TASK REQUIREMENTS >>
Using the data below, repeat all of it precisely.

START DATA

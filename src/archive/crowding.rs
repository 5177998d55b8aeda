//! Crowding-distance archive.

use super::{screen, Archive, Screening};
use crate::core::{CrowdingDistanceComparator, Solution, SolutionSet};
use crate::density::assign_crowding_distance;

/// Bounded non-dominated archive that, once full, evicts the member with
/// the smallest crowding distance.
///
/// Candidates with objectives identical to a member are rejected. When a
/// new member overflows the archive, crowding distances are recomputed
/// over all members (candidate included) and the least crowded-apart one
/// is removed. That may be the candidate itself.
///
/// # Examples
///
/// ```
/// use u_moea::archive::{Archive, CrowdingArchive};
/// use u_moea::core::Solution;
///
/// let mut archive = CrowdingArchive::new(2);
/// assert!(archive.add(Solution::from_objectives(vec![1.0, 3.0])));
/// assert!(!archive.add(Solution::from_objectives(vec![2.0, 4.0]))); // dominated
/// assert!(archive.add(Solution::from_objectives(vec![0.5, 0.5]))); // dominates
/// assert_eq!(archive.len(), 1);
/// ```
#[derive(Debug, Clone)]
pub struct CrowdingArchive {
    members: SolutionSet,
    max_size: usize,
}

impl CrowdingArchive {
    /// Creates an empty archive holding at most `max_size` members.
    pub fn new(max_size: usize) -> Self {
        Self {
            members: SolutionSet::new(),
            max_size,
        }
    }

    /// Recomputes the crowding distance of every member.
    pub fn assign_crowding_distance(&mut self) {
        assign_crowding_distance(self.members.as_mut_slice());
    }

    /// Consumes the archive, returning its members.
    pub fn into_solution_set(self) -> SolutionSet {
        self.members
    }
}

impl Archive for CrowdingArchive {
    fn add(&mut self, solution: Solution) -> bool {
        if screen(&mut self.members, &solution, true) == Screening::Reject {
            return false;
        }
        self.members.push(solution);
        if self.members.len() > self.max_size {
            self.assign_crowding_distance();
            let candidate = self.members.len() - 1;
            if let Some(worst) = self.members.index_worst(&CrowdingDistanceComparator) {
                self.members.remove(worst);
                return worst != candidate;
            }
        }
        true
    }

    fn solutions(&self) -> &SolutionSet {
        &self.members
    }

    fn max_size(&self) -> usize {
        self.max_size
    }

    fn clear(&mut self) {
        self.members.clear();
    }
}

END DATA

EXERCISE RESULT >>
filename src/archive/crowding.rs
repository 5177998d55b8aeda
//! Crowding-distance archive.

use super::{screen, Archive, Screening};
use crate::core::{CrowdingDistanceComparator, Solution, SolutionSet};
use crate::density::assign_crowding_distance;

/// Bounded non-dominated archive that, once full, evicts the member with
/// the smallest crowding distance.
///
/// Candidates with objectives identical to a member are rejected. When a
/// new member overflows the archive, crowding distances are recomputed
/// over all members (candidate included) and the least crowded-apart one
/// is removed. That may be the candidate itself.
///
/// # Examples
///
/// ```
/// use u_moea::archive::{Archive, CrowdingArchive};
/// use u_moea::core::Solution;
///
/// let mut archive = CrowdingArchive::new(2);
/// assert!(archive.add(Solution::from_objectives(vec![1.0, 3.0])));
/// assert!(!archive.add(Solution::from_objectives(vec![2.0, 4.0]))); // dominated
/// assert!(archive.add(Solution::from_objectives(vec![0.5, 0.5]))); // dominates
/// assert_eq!(archive.len(), 1);
/// ```
#[derive(Debug, Clone)]
pub struct CrowdingArchive {
    members: SolutionSet,
    max_size: usize,
}

impl CrowdingArchive {
    /// Creates an empty archive holding at most `max_size` members.
    pub fn new(max_size: usize) -> Self {
        Self {
            members: SolutionSet::new(),
            max_size,
        }
    }

    /// Recomputes the crowding distance of every member.
    pub fn assign_crowding_distance(&mut self) {
        assign_crowding_distance(self.members.as_mut_slice());
    }

    /// Consumes the archive, returning its members.
    pub fn into_solution_set(self) -> SolutionSet {
        self.members
    }
}

impl Archive for CrowdingArchive {
    fn add(&mut self, solution: Solution) -> bool {
        if screen(&mut self.members, &solution, true) == Screening::Reject {
            return false;
        }
        self.members.push(solution);
        if self.members.len() > self.max_size {
            self.assign_crowding_distance();
            let candidate = self.members.len() - 1;
            if let Some(worst) = self.members.index_worst(&CrowdingDistanceComparator) {
                self.members.remove(worst);
                return worst != candidate;
            }
        }
        true
    }

    fn solutions(&self) -> &SolutionSet {
        &self.members
    }

    fn max_size(&self) -> usize {
        self.max_size
    }

    fn clear(&mut self) {
        self.members.clear();
    }
}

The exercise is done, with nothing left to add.